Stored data
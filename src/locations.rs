// Location snapshot model and the nearest-candidate selector.

use serde::{Deserialize, Serialize};
use tracing::debug;

use crate::{
    error::RadarError,
    geo::{distance, Coordinate},
};

// Data structures for the flat-JSON live map feed
#[derive(Debug, Clone, Default, Deserialize, Serialize)]
pub struct LocationSnapshot {
    pub countries: Vec<Country>,
    pub cities: Vec<City>,
    pub places: Vec<Place>,
}

#[derive(Debug, Clone, Deserialize, Serialize)]
pub struct Country {
    pub domain: String,
    #[serde(default)]
    pub name: String,
    pub timezone: String,
}

#[derive(Debug, Clone, Deserialize, Serialize)]
pub struct City {
    pub uid: u64,
    pub name: String,
    pub domain: String,
    pub lat: f64,
    #[serde(rename = "lng")]
    pub lon: f64,
    #[serde(default)]
    pub zoom: u8,
    pub available_bikes: u32,
}

impl City {
    pub fn coordinate(&self) -> Coordinate {
        Coordinate::new(self.lat, self.lon)
    }
}

// A place is the rentable resource: a station or a free-floating bike spot.
#[derive(Debug, Clone, PartialEq, Deserialize, Serialize)]
pub struct Place {
    pub uid: u64,
    #[serde(default)]
    pub name: String,
    pub city_id: u64,
    pub lat: f64,
    #[serde(rename = "lng")]
    pub lon: f64,
    pub bikes_available_to_rent: u32,
}

impl Place {
    pub fn coordinate(&self) -> Coordinate {
        Coordinate::new(self.lat, self.lon)
    }
}

/// A place evaluated during one tick, with its distance from the search
/// centre attached. The snapshot's own copy is never touched.
#[derive(Debug, Clone, PartialEq)]
pub struct Candidate {
    pub place: Place,
    pub distance: f64,
}

impl LocationSnapshot {
    pub fn from_json(raw: &[u8]) -> Result<Self, RadarError> {
        Ok(serde_json::from_slice(raw)?)
    }

    pub fn cities_with_bikes(&self) -> impl Iterator<Item = &City> {
        self.cities.iter().filter(|c| c.available_bikes > 0)
    }

    pub fn city_names(&self) -> Vec<String> {
        let mut names: Vec<String> = self.cities_with_bikes().map(|c| c.name.clone()).collect();
        names.sort();
        names
    }

    pub fn city_by_name(&self, name: &str) -> Option<&City> {
        self.cities.iter().find(|c| c.name == name)
    }

    pub fn city_by_id(&self, city_id: u64) -> Option<&City> {
        self.cities.iter().find(|c| c.uid == city_id)
    }

    // city -> domain -> country timezone
    pub fn timezone_for_city(&self, city_id: u64) -> Option<&str> {
        let domain = &self.city_by_id(city_id)?.domain;
        debug!(city_id, %domain, "looking up timezone");
        self.countries
            .iter()
            .find(|c| &c.domain == domain)
            .map(|c| c.timezone.as_str())
    }

    pub fn bikes_in_city(&self, city_id: u64) -> impl Iterator<Item = &Place> {
        self.places
            .iter()
            .filter(move |p| p.city_id == city_id && p.bikes_available_to_rent > 0)
    }
}

/// Ranks the places of `city_id` with at least one bike to rent by their
/// distance from `center`, keeping at most `limit` within `radius` meters.
///
/// The sort is stable so ties keep snapshot order and repeated evaluations of
/// an unchanged snapshot pick the same candidate.
pub fn select(
    places: &[Place],
    city_id: u64,
    center: Coordinate,
    radius: f64,
    limit: usize,
) -> Vec<Candidate> {
    let mut near: Vec<Candidate> = places
        .iter()
        .filter(|p| p.city_id == city_id)
        .filter(|p| p.bikes_available_to_rent > 0)
        .map(|p| Candidate {
            place: p.clone(),
            distance: distance(center, p.coordinate()),
        })
        .filter(|c| c.distance <= radius)
        .collect();

    near.sort_by(|a, b| a.distance.total_cmp(&b.distance));
    near.truncate(limit);

    debug!(
        city_id,
        radius,
        found = near.len(),
        "selected candidates around {:.5},{:.5}",
        center.lat,
        center.lon
    );
    near
}

#[cfg(test)]
pub(crate) mod tests {
    use super::*;
    use rand::Rng;

    pub const CENTER: Coordinate = Coordinate {
        lat: 52.5200,
        lon: 13.4050,
    };

    // ~111_195 m per degree of latitude on the sphere
    pub fn lat_offset(meters: f64) -> f64 {
        meters / 111_194.93
    }

    pub fn place(uid: u64, city_id: u64, meters_north: f64, bikes: u32) -> Place {
        Place {
            uid,
            name: format!("Place {uid}"),
            city_id,
            lat: CENTER.lat + lat_offset(meters_north),
            lon: CENTER.lon,
            bikes_available_to_rent: bikes,
        }
    }

    pub const SAMPLE_SNAPSHOT: &str = r#"{
        "countries": [
            {"domain": "bn", "name": "nextbike Berlin", "timezone": "Europe/Berlin"},
            {"domain": "le", "name": "nextbike Leipzig", "timezone": "Europe/Berlin"}
        ],
        "cities": [
            {"uid": 362, "name": "Berlin", "domain": "bn", "lat": 52.52, "lng": 13.405, "zoom": 12, "available_bikes": 120},
            {"uid": 1, "name": "Leipzig", "domain": "le", "lat": 51.34, "lng": 12.37, "zoom": 13, "available_bikes": 0}
        ],
        "places": [
            {"uid": 100, "name": "Alexanderplatz", "city_id": 362, "lat": 52.5219, "lng": 13.4132, "bikes_available_to_rent": 2},
            {"uid": 101, "name": "BIKE 1234", "city_id": 362, "lat": 52.5201, "lng": 13.4051, "bikes_available_to_rent": 1},
            {"uid": 102, "name": "Empty", "city_id": 362, "lat": 52.5200, "lng": 13.4050, "bikes_available_to_rent": 0},
            {"uid": 200, "name": "Hauptbahnhof", "city_id": 1, "lat": 51.345, "lng": 12.381, "bikes_available_to_rent": 4}
        ]
    }"#;

    #[test]
    fn test_scenario_radius_cut_and_order() {
        let places = vec![
            place(3, 362, 800.0, 1),
            place(2, 362, 300.0, 1),
            place(1, 362, 100.0, 1),
        ];

        let selected = select(&places, 362, CENTER, 500.0, 3);

        let ids: Vec<u64> = selected.iter().map(|c| c.place.uid).collect();
        assert_eq!(ids, vec![1, 2]);
        assert!((selected[0].distance - 100.0).abs() < 0.5);
        assert!((selected[1].distance - 300.0).abs() < 0.5);
    }

    #[test]
    fn test_filters_city_and_empty_places() {
        let places = vec![
            place(1, 999, 10.0, 3),
            place(2, 362, 20.0, 0),
            place(3, 362, 30.0, 1),
        ];

        let selected = select(&places, 362, CENTER, 500.0, 3);
        assert_eq!(selected.len(), 1);
        assert_eq!(selected[0].place.uid, 3);
    }

    #[test]
    fn test_ties_keep_snapshot_order() {
        let places = vec![place(7, 362, 50.0, 1), place(4, 362, 50.0, 1), place(9, 362, 50.0, 1)];

        for _ in 0..3 {
            let ids: Vec<u64> = select(&places, 362, CENTER, 500.0, 2)
                .iter()
                .map(|c| c.place.uid)
                .collect();
            assert_eq!(ids, vec![7, 4]);
        }
    }

    #[test]
    fn test_empty_result_is_not_an_error() {
        assert!(select(&[], 362, CENTER, 500.0, 3).is_empty());
        assert!(select(&[place(1, 362, 900.0, 1)], 362, CENTER, 500.0, 3).is_empty());
        assert!(select(&[place(1, 362, 10.0, 1)], 362, CENTER, 500.0, 0).is_empty());
    }

    #[test]
    fn test_snapshot_is_not_mutated() {
        let places = vec![place(1, 362, 100.0, 1)];
        let before = places.clone();
        let _ = select(&places, 362, CENTER, 500.0, 3);
        assert_eq!(places, before);
    }

    #[test]
    fn test_random_snapshots_respect_limit_radius_and_order() {
        let mut rng = rand::thread_rng();

        for _ in 0..200 {
            let places: Vec<Place> = (0..rng.gen_range(0..60))
                .map(|uid| Place {
                    uid,
                    name: String::new(),
                    city_id: rng.gen_range(1..=3),
                    lat: CENTER.lat + rng.gen_range(-0.01..0.01),
                    lon: CENTER.lon + rng.gen_range(-0.01..0.01),
                    bikes_available_to_rent: rng.gen_range(0..3),
                })
                .collect();
            let radius = rng.gen_range(0.0..1500.0);
            let limit = rng.gen_range(0..6);

            let selected = select(&places, 2, CENTER, radius, limit);

            assert!(selected.len() <= limit);
            for candidate in &selected {
                assert_eq!(candidate.place.city_id, 2);
                assert!(candidate.distance <= radius);
                assert!(candidate.place.bikes_available_to_rent > 0);
            }
            assert!(selected.windows(2).all(|w| w[0].distance <= w[1].distance));
        }
    }

    #[test]
    fn test_parse_snapshot_and_lookups() {
        let snapshot = LocationSnapshot::from_json(SAMPLE_SNAPSHOT.as_bytes()).unwrap();

        assert_eq!(snapshot.places.len(), 4);
        assert_eq!(snapshot.city_names(), vec!["Berlin".to_string()]);
        assert_eq!(snapshot.city_by_name("Berlin").map(|c| c.uid), Some(362));
        assert_eq!(snapshot.timezone_for_city(362), Some("Europe/Berlin"));
        assert_eq!(snapshot.timezone_for_city(4242), None);
        assert_eq!(snapshot.bikes_in_city(362).count(), 2);
    }

    #[test]
    fn test_malformed_snapshot_is_data_error() {
        let raw = br#"{"countries": [], "cities": [], "places": [{"uid": 1}]}"#;
        assert!(matches!(
            LocationSnapshot::from_json(raw),
            Err(RadarError::Data(_))
        ));
    }
}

» **Task prompt**: The first line of the entries, the line with "#[derive(Debug, Clone, Default, Deserialize, Serialize)]", and every line between them should be retyped exactly, and nothing else.

» **Result**:
filename src/locations.rs
// Location snapshot model and the nearest-candidate selector.

use serde::{Deserialize, Serialize};
use tracing::debug;

use crate::{
    error::RadarError,
    geo::{distance, Coordinate},
};

// Data structures for the flat-JSON live map feed
#[derive(Debug, Clone, Default, Deserialize, Serialize)]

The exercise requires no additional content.